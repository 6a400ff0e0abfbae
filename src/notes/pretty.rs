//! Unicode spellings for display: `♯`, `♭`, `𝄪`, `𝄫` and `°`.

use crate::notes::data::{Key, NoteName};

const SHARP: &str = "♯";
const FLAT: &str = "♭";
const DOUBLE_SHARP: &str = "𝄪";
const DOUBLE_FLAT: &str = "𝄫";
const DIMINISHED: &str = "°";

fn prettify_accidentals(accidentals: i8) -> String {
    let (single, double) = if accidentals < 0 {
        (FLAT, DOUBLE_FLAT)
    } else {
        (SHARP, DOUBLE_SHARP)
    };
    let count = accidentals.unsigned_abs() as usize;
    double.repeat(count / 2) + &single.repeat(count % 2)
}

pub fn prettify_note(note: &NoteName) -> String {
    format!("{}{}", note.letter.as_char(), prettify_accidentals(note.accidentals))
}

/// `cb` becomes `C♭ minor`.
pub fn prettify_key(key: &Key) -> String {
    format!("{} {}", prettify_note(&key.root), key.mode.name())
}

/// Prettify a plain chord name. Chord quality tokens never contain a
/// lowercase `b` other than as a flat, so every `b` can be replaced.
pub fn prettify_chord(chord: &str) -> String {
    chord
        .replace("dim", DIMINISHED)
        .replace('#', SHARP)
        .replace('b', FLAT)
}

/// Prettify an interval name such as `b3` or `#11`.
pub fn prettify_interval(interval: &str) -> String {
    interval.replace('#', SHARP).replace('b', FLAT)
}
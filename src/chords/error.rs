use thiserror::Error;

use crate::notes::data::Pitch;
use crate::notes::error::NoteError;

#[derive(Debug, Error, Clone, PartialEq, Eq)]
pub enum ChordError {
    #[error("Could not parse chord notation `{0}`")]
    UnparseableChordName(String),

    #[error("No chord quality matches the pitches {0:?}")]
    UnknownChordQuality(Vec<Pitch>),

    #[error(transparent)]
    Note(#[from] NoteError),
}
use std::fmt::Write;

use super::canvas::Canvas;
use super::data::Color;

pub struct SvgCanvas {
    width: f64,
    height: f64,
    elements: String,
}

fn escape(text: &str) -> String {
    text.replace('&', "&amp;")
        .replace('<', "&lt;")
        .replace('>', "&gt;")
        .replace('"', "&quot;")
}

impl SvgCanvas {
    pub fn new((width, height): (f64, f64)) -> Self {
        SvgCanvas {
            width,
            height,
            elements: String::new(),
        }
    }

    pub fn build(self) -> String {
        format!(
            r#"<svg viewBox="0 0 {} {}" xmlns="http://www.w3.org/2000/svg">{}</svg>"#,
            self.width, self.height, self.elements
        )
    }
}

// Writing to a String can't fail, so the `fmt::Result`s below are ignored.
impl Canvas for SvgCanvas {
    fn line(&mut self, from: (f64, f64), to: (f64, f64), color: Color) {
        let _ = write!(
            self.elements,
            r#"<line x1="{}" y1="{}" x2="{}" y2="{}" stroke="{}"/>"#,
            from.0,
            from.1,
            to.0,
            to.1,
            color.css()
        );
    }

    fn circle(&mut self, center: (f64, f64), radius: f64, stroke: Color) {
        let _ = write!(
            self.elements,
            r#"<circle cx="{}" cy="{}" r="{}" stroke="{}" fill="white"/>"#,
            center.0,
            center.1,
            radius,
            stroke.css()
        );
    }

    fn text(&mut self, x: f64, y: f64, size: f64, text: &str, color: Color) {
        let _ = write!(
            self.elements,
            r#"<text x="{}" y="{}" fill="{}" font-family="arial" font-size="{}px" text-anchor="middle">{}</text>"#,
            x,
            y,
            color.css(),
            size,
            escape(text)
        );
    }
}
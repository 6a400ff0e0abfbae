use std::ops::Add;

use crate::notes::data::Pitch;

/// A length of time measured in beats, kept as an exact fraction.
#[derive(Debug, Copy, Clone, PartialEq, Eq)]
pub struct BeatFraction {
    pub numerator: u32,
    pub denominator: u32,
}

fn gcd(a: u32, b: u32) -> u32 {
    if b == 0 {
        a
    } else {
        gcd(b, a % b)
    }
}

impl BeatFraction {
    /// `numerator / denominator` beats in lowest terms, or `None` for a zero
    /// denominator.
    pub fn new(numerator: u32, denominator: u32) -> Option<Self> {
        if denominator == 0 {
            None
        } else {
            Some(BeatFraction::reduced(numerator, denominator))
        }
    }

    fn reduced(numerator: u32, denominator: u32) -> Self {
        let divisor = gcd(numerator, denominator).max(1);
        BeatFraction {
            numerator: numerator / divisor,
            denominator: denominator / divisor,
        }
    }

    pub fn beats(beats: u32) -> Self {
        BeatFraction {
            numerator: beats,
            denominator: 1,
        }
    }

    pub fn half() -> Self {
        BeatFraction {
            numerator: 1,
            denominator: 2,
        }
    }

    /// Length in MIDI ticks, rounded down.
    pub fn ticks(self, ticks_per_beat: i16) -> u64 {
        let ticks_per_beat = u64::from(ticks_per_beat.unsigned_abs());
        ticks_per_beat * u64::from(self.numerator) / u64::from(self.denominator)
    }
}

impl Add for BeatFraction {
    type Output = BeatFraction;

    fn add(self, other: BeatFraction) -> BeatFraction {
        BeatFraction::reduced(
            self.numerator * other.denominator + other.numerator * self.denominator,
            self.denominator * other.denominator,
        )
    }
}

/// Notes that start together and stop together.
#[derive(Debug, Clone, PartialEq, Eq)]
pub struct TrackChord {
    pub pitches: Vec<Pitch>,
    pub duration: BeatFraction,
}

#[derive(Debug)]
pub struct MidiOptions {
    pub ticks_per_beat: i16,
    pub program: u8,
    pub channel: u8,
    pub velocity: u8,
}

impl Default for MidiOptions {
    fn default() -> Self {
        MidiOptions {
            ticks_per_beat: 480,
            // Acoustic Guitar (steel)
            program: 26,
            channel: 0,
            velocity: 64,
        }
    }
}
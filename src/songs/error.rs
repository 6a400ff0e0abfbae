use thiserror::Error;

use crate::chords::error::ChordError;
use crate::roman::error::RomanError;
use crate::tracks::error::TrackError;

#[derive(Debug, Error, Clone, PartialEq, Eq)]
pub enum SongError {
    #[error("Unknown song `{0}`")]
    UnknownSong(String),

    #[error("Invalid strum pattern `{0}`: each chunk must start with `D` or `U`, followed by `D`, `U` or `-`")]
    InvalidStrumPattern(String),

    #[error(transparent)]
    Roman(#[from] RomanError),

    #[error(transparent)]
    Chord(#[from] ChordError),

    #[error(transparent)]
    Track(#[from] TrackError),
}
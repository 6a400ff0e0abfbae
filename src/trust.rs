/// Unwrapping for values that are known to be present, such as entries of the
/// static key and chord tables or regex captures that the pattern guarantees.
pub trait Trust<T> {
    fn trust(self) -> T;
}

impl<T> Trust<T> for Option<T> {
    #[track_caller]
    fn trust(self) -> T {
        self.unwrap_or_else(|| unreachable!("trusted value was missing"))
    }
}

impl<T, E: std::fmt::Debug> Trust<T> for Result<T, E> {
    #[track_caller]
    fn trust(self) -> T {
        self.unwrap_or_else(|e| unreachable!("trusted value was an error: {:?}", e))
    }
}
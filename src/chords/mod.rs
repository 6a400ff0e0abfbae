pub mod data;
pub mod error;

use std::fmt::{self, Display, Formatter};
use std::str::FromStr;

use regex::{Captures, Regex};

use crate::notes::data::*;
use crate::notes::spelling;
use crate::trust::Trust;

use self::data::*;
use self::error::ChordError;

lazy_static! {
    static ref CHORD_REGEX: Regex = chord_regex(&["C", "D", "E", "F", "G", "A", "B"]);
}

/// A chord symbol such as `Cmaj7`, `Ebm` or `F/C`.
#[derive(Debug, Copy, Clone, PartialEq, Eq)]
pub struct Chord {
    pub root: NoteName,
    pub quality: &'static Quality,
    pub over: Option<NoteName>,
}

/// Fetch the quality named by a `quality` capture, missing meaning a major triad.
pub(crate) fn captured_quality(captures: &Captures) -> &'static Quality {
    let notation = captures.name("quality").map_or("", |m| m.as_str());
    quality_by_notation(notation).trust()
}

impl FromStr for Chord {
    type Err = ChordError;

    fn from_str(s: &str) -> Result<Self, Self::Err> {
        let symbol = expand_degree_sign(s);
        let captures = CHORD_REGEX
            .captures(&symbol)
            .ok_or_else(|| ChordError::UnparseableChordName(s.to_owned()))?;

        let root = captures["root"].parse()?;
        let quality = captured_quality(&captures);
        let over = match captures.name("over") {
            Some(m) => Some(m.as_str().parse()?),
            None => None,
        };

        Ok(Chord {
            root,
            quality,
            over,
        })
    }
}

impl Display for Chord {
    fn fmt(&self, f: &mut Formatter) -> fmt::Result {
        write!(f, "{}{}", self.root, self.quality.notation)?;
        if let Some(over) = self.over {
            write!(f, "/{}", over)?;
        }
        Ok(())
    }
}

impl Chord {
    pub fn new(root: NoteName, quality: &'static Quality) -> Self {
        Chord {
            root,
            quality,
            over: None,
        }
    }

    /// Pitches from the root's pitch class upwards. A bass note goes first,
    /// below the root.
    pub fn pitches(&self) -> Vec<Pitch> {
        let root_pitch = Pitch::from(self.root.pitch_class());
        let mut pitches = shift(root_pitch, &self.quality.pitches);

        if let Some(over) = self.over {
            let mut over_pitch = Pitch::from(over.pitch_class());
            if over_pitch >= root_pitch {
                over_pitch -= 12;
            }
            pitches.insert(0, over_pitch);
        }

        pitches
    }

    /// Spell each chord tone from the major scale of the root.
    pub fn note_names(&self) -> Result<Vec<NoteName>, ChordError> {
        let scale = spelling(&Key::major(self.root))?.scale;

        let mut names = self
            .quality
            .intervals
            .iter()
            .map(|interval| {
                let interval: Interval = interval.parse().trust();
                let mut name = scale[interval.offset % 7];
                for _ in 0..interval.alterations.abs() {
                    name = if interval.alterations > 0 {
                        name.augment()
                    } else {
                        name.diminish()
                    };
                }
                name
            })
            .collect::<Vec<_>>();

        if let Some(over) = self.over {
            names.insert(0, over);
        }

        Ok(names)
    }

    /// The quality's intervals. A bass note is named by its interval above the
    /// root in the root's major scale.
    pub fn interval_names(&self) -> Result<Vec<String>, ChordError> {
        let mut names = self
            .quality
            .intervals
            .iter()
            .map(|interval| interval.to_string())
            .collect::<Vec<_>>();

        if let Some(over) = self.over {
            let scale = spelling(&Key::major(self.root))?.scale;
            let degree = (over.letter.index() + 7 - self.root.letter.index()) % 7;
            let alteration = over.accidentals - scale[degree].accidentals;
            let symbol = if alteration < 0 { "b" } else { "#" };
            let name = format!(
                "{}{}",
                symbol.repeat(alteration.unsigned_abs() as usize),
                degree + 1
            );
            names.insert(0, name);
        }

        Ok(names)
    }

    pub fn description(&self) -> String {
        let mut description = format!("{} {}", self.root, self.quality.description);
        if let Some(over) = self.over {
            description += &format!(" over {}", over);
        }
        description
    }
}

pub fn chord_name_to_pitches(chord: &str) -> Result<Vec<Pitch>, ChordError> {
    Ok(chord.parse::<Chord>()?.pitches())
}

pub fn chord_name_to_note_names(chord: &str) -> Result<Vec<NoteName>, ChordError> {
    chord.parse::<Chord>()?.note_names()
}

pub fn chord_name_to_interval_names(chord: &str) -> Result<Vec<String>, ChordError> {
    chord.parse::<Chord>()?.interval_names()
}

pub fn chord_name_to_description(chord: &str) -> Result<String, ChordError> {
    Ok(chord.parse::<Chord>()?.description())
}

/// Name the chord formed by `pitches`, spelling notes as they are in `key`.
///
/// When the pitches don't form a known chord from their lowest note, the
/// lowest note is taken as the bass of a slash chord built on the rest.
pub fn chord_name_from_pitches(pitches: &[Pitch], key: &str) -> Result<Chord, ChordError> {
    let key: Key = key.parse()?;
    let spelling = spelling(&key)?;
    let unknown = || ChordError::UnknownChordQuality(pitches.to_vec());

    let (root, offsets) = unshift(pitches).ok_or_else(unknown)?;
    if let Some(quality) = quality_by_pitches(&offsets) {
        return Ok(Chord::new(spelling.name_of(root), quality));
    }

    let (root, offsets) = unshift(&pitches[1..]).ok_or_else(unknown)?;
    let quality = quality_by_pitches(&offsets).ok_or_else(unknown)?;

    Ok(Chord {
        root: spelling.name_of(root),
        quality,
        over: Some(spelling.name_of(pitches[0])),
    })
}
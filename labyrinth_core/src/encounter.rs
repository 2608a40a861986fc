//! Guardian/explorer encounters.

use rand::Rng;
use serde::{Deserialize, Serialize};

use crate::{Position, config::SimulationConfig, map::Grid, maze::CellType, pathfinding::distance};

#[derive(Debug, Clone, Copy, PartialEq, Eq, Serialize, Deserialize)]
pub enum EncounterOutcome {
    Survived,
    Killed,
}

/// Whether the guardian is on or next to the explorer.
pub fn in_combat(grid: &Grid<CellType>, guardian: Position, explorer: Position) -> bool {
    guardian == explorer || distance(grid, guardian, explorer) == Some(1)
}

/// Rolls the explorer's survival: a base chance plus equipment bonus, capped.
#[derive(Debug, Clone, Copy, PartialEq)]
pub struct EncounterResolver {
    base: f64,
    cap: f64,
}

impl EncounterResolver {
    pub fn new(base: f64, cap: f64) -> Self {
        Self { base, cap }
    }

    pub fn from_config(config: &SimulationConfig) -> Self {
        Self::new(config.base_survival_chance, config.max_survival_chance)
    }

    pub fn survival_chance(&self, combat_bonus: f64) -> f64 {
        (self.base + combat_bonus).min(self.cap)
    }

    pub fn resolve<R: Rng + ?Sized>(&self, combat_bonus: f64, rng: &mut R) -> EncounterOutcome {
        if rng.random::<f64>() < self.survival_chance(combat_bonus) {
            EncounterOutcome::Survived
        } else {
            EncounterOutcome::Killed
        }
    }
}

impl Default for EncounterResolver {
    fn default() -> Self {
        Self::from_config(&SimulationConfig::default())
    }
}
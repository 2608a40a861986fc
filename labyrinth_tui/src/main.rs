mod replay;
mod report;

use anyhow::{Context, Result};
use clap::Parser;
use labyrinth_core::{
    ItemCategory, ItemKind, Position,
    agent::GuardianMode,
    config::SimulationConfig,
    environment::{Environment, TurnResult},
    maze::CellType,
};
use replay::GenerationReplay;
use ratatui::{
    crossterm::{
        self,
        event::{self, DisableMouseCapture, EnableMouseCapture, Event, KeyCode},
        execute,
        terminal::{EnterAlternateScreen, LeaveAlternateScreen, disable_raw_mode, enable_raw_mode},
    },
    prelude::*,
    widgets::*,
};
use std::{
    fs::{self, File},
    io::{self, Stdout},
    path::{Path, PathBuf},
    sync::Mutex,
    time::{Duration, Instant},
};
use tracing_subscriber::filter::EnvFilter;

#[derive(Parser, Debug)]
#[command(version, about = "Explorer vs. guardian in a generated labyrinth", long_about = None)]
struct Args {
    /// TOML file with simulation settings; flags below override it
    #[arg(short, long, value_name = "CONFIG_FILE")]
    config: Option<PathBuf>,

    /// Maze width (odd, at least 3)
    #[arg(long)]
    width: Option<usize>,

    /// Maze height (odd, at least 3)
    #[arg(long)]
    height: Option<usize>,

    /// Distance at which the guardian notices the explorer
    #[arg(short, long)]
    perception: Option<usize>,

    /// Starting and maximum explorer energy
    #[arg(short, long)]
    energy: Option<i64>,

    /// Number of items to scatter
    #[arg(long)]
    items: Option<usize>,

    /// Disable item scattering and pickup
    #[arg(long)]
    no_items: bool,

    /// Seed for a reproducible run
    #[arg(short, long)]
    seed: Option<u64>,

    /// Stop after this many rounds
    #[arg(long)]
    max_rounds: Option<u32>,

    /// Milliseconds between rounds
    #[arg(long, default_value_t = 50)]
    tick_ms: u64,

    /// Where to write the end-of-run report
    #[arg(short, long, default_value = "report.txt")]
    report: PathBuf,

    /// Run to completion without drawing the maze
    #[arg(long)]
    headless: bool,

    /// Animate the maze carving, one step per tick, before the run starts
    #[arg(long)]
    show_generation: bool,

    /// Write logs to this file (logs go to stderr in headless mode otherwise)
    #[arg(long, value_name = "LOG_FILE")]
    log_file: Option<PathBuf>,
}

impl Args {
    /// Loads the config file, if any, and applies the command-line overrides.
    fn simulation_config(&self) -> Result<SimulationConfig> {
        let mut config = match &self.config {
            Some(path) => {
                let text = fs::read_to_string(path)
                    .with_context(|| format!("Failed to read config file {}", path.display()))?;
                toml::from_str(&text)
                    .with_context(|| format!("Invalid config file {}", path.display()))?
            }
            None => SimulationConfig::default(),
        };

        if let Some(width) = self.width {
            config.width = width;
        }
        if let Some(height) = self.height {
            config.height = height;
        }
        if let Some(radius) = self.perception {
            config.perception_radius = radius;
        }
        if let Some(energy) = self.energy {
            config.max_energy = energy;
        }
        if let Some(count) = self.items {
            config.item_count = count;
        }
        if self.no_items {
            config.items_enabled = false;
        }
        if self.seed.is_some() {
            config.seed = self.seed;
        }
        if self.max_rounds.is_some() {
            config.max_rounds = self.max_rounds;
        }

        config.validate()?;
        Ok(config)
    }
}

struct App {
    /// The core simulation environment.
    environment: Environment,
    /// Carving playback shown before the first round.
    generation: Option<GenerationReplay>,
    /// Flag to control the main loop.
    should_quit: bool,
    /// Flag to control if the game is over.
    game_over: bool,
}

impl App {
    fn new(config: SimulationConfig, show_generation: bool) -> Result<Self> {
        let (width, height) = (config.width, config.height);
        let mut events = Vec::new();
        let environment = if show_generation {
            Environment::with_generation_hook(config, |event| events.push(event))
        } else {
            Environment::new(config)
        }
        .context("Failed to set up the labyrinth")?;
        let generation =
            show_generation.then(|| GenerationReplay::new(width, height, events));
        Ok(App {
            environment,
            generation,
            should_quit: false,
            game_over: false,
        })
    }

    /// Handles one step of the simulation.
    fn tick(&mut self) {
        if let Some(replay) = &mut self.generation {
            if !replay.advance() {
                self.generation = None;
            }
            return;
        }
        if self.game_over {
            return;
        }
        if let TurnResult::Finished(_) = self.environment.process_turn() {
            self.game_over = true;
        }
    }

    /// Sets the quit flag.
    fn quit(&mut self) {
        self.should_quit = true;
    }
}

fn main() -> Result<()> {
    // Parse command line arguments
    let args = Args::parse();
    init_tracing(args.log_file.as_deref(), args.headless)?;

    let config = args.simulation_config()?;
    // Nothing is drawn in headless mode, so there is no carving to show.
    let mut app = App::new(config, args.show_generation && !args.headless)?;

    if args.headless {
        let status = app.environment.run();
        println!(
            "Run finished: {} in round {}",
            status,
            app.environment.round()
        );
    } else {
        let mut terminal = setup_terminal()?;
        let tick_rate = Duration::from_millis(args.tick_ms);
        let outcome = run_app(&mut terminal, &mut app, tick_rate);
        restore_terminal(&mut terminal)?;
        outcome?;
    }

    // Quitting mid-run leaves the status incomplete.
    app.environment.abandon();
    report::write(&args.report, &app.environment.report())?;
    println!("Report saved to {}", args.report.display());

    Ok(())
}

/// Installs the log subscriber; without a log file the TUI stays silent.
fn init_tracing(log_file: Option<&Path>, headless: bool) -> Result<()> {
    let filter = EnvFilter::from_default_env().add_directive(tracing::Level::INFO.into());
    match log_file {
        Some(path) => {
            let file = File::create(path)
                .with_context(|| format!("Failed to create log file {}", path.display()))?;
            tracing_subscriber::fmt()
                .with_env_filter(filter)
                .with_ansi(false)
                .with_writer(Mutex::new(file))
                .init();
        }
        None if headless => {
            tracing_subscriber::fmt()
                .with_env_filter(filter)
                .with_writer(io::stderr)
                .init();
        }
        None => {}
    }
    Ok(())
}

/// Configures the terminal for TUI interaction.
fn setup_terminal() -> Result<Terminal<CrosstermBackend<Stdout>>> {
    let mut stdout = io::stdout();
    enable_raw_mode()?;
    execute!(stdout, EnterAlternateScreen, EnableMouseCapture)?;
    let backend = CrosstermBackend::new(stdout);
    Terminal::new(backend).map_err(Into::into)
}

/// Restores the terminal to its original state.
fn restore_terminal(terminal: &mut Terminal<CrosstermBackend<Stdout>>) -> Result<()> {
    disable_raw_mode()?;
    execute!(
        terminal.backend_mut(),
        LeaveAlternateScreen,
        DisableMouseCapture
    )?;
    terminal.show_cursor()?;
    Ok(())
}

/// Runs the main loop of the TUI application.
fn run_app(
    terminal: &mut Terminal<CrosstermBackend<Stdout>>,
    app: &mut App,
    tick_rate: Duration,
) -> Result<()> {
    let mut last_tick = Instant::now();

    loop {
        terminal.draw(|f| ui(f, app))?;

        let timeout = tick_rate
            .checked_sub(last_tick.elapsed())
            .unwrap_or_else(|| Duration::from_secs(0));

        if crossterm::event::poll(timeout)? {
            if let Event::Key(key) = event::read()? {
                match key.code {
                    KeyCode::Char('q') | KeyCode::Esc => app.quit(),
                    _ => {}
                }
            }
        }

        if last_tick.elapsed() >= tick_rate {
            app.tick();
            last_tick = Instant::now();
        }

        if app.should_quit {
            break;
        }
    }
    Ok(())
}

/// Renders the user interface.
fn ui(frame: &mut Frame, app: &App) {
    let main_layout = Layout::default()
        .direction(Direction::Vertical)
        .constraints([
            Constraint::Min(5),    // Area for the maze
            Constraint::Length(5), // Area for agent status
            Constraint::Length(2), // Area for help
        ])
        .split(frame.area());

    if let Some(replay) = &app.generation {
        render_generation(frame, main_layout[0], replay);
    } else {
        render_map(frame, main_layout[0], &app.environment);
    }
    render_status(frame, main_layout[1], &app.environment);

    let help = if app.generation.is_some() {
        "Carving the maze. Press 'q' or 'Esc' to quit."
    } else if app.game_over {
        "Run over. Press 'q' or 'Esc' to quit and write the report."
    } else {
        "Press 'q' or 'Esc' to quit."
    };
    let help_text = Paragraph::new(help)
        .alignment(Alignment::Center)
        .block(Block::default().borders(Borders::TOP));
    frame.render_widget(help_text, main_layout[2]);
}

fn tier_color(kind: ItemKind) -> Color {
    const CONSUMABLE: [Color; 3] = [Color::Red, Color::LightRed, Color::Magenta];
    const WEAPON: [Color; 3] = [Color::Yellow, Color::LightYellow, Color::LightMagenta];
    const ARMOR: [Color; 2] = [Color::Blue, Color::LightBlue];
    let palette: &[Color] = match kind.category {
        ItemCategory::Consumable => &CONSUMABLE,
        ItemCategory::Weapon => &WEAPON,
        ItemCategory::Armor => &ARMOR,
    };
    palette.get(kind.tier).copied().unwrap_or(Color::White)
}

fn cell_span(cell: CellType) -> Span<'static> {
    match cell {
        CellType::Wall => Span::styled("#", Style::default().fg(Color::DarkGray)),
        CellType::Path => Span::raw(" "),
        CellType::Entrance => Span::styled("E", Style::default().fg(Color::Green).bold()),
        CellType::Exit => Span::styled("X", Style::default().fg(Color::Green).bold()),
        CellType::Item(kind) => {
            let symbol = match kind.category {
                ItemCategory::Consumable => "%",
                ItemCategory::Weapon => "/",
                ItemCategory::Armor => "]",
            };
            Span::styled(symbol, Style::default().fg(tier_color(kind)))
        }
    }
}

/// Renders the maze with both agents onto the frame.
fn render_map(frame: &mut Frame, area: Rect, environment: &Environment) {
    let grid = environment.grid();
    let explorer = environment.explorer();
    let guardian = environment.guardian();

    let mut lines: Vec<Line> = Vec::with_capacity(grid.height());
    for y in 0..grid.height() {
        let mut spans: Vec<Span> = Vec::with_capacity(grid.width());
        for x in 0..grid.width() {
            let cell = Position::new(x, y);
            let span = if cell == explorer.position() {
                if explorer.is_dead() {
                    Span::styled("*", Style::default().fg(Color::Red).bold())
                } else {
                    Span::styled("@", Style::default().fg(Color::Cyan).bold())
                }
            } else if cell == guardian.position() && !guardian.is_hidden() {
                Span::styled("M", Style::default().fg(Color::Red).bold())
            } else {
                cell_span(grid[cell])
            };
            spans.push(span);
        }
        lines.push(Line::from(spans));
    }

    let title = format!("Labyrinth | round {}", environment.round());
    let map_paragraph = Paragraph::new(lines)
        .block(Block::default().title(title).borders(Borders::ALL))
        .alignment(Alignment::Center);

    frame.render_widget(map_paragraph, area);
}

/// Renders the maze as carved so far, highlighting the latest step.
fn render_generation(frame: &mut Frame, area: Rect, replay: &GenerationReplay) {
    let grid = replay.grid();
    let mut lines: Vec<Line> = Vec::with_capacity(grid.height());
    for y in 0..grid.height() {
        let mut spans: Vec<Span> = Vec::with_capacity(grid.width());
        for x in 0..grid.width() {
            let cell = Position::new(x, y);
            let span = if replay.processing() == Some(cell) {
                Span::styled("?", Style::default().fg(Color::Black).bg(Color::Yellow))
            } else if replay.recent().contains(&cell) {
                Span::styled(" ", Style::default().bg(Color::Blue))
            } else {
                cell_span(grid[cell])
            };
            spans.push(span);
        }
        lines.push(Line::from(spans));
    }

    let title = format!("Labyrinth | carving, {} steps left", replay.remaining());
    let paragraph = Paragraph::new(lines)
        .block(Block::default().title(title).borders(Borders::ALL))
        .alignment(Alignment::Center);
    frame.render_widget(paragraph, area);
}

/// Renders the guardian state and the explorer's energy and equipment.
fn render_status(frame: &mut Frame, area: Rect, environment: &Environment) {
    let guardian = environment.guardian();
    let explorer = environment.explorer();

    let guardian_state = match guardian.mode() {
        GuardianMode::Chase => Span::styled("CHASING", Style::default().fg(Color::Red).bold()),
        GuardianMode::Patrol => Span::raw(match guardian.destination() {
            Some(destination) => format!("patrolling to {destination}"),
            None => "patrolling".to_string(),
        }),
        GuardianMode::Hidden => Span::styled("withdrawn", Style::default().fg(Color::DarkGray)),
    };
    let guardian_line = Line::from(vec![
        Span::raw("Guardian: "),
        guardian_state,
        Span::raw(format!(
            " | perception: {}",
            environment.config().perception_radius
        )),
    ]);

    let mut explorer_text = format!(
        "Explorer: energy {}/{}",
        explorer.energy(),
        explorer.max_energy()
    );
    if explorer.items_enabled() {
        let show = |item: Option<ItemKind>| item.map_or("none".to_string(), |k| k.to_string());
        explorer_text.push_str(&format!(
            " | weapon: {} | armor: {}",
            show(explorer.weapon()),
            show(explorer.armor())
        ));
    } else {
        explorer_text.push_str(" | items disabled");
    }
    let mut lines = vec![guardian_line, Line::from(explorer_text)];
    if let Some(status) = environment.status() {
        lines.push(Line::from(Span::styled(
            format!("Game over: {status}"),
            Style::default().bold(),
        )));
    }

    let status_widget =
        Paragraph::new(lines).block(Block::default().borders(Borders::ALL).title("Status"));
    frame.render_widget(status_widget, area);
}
--
--- Assignment ---
Filter by the word "GenerationReplay": copy every line of the data that holds it.

--- Answer below ---
use replay::GenerationReplay;
    generation: Option<GenerationReplay>,
            show_generation.then(|| GenerationReplay::new(width, height, events));
fn render_generation(frame: &mut Frame, area: Rect, replay: &GenerationReplay) {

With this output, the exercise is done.